Menu
Libération
Passage en revues

Baleines, les nouvelles Bridget et terrorisme : trois longs formats à lire ce week-end

Un cachalot au large du Sri Lanka, en avril 2013. (Photo Reuters)
par La rédaction de Books
publié le 30 janvier 2016 à 16h01

Chaque semaine, la rédaction du magazine «Books» décortique les longs formats des revues et sites anglo-saxons. Morceaux choisis aujourd’hui par Delphine Veaudor.

«Moby Dick», ancêtre de la Silicon Valley

L'Essex était le baleinier qui inspira à Herman Melville son célèbre roman. En 1819, sa campagne de pêche s'acheva par un naufrage et la dérive cauchemardesque de ses rescapés, mise en scène par Ron Howard dans Au Cœur de l'océan. Qu'est-ce qui poussait des hommes à risquer leur vie pour pêcher la baleine ? Un système d'incitations novateur, d'où serait né le modèle du capital-risque et des start-ups. Point d'ancrage : New Bedford, un port du Massachussetts. Organisés en consortium, de riches armateurs finançaient plusieurs expéditions en même temps. Malgré le nombre élevé de naufrages, le taux de rentabilité pouvait atteindre 60%. Les capitaines détenaient des parts du capital et les plus réputés d'entre eux négociaient un pourcentage élevé sur les futures recettes. L'équipage aussi était intéressé aux bénéfices.

Femmes vraiment désespérées

Elles ont la quarantaine, des enfants et/ou un chien, une grande maison avec une grande cuisine, un diplôme mais pas de travail (ou alors un travail pas à la hauteur, car il faut bien s'occuper des enfants, du chien et de la cuisine), ainsi qu'un mari charmant, dont on ne tarde pas à découvrir qu'il cache un tueur, un escroc (ou que, tout simplement, il trompe sa femme). Elles, ce sont les nouvelles Bridget Jones, le stéréotype de la ménagère désespérée qui peuple depuis quelques années les pages de best-sellers anglo-saxons. Contrairement à la Bridget première époque, les héroïnes des années 2010 ont trouvé la stabilité. Mais elles ont vite déchanté. Au point d'avoir, comme la Gone Girl de Gillian Flynn, des envies de vengeance sanglante. Le genre baptisé «chick noir» (chick pour «poulette») puise à des angoisses toutes contemporaines : la crise, le terrorisme, la surveillance de masse et la peur diffuse que tout s'écroule comme un château de cartes.

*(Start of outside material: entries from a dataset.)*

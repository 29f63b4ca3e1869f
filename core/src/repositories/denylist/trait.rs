//! Denylist trait defining the interface for pre-expiry token revocation.

use async_trait::async_trait;
use chrono::{DateTime, Utc};

use crate::errors::TokenResult;

/// Capability interface for the revocation store.
///
/// The denylist is the one piece of shared mutable state in the token
/// subsystem: signing and verification are pure, but a revocation written
/// here must be visible to every verification that starts afterwards
/// (read-your-writes). Any atomic set-membership store satisfies that:
/// the in-process implementation in this crate for single-process
/// deployments, or an external cache behind the same trait for
/// multi-process ones.
///
/// Entries are keyed by the token's `jti` claim. Once the token's natural
/// expiry passes, the entry is dead weight and may be dropped.
#[async_trait]
pub trait TokenDenylist: Send + Sync {
    /// Record a token ID as revoked until its natural expiry.
    ///
    /// # Arguments
    /// * `jti` - The token's unique ID claim
    /// * `expires_at` - The token's own expiry; the entry is useless beyond it
    async fn add(&self, jti: &str, expires_at: DateTime<Utc>) -> TokenResult<()>;

    /// Check whether a token ID has been revoked.
    ///
    /// Implementations must treat entries past their expiry as absent, so
    /// the answer converges with the token's own `exp` check.
    async fn contains(&self, jti: &str) -> TokenResult<bool>;

    /// Drop entries whose tokens have expired on their own.
    ///
    /// # Returns
    /// * `Ok(usize)` - Number of entries removed
    async fn purge_expired(&self) -> TokenResult<usize>;
}
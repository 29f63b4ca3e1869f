pub mod denylist;

pub use denylist::{InMemoryDenylist, NoOpDenylist, TokenDenylist};
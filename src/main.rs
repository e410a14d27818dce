use clap::{Parser as ClapParser, Subcommand};
use rule_lang::EngineConfig;
use rule_lang::cli::{self, CheckOptions, CheckResult, CliError};
use std::fs;
use std::io::{self, Read};
use std::path::PathBuf;

#[derive(ClapParser)]
#[command(name = "rule")]
#[command(about = "Evaluate JavaScript-flavored business rules against JSON variables")]
#[command(version)]
struct Cli {
    /// Log engine activity (same as RUST_LOG=debug)
    #[arg(short, long, global = true)]
    verbose: bool,

    #[command(subcommand)]
    command: Commands,
}

#[derive(Subcommand)]
enum Commands {
    /// Validate and evaluate a rule
    Check {
        /// The rule to evaluate
        rule: String,

        /// JSON object of variables (reads from stdin if not provided)
        #[arg(long)]
        vars: Option<String>,

        /// Only validate syntax, don't evaluate
        #[arg(long)]
        syntax_only: bool,

        /// Print the boolean algebra the rule reduced to
        #[arg(long)]
        explain: bool,

        /// JSON file with engine limits
        #[arg(long)]
        config: Option<PathBuf>,
    },

    /// Print the token stream of a rule
    Tokens {
        /// The rule to tokenize
        rule: String,
    },
}

fn main() {
    let cli = Cli::parse();

    let mut logger = env_logger::Builder::from_default_env();
    if cli.verbose {
        logger.filter_level(log::LevelFilter::Debug);
    }
    logger.init();

    let result = match cli.command {
        Commands::Check {
            rule,
            vars,
            syntax_only,
            explain,
            config,
        } => run_check(rule, vars, syntax_only, explain, config),
        Commands::Tokens { rule } => {
            for line in cli::execute_tokens(&rule, &EngineConfig::default()) {
                println!("{}", line);
            }
            Ok(())
        }
    };

    if let Err(e) = result {
        eprintln!("{}", e);
        std::process::exit(1);
    }
}

fn load_config(path: Option<PathBuf>) -> Result<EngineConfig, CliError> {
    match path {
        Some(path) => {
            let json = fs::read_to_string(path)?;
            EngineConfig::from_json(&json).map_err(CliError::Config)
        }
        None => Ok(EngineConfig::default()),
    }
}

fn run_check(
    rule: String,
    vars: Option<String>,
    syntax_only: bool,
    explain: bool,
    config: Option<PathBuf>,
) -> Result<(), CliError> {
    let vars = match vars {
        Some(s) => Some(s),
        None if !atty::is(atty::Stream::Stdin) => {
            let mut buffer = String::new();
            io::stdin().read_to_string(&mut buffer).map_err(CliError::Io)?;
            Some(buffer)
        }
        None => None,
    };

    let options = CheckOptions {
        rule,
        vars,
        syntax_only,
        explain,
        config: load_config(config)?,
    };

    match cli::execute_check(&options)? {
        CheckResult::SyntaxValid => println!("Syntax is valid"),
        CheckResult::Verdict(verdict) => println!("{}", verdict),
        CheckResult::Explained { algebra, verdict } => println!("{} => {}", algebra, verdict),
    }
    Ok(())
}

Auteure : Paula Rabinowitz est professeure d'anglais à l'université du Minnesota. Son livre le plus récent (American Pulp: How Paperbacks Brought Modernism to Main Street) est paru en 2014 aux Presses de Princeton.

Daech vu par Conrad

Dans l'Agent secret, roman de Joseph Conrad paru en 1907, un chimiste raté se promène en caressant dans sa poche le détonateur d'une bombe ; un agent qui prend ses ordres à l'étranger est chargé d'«accentuer l'agitation» ; et un personnage se présentant comme «le terroriste» rêve d'hommes «assez forts pour s'octroyer ouvertement le titre de destructeurs». Les écrivains n'ont pas attendu le XXIe siècle pour explorer le thème du terrorisme. Conrad, mais aussi Dostoïevki et Camus, ont mis en scène des personnages d'anarchistes et de révolutionnaires prêts à tuer (et parfois à se tuer) pour déstabiliser le système. Les lire, c'est s'aventurer là où aucun chercheur n'entre jamais vraiment : dans la tête du tueur – au plus près de ses «motivations bassement humaines» (la frustration, la jalousie, le sentiment d'échec), qui toujours s'ajoutent aux mobiles affichés, que ceux-ci soient politiques ou religieux.

Auteur : Professeur d'histoire à l'université de Houston, Robert Zaretsky a publié un essai sur Albert Camus. On peut lire de lui, en français, le Coq et le Taureau (Gaussen, 2008).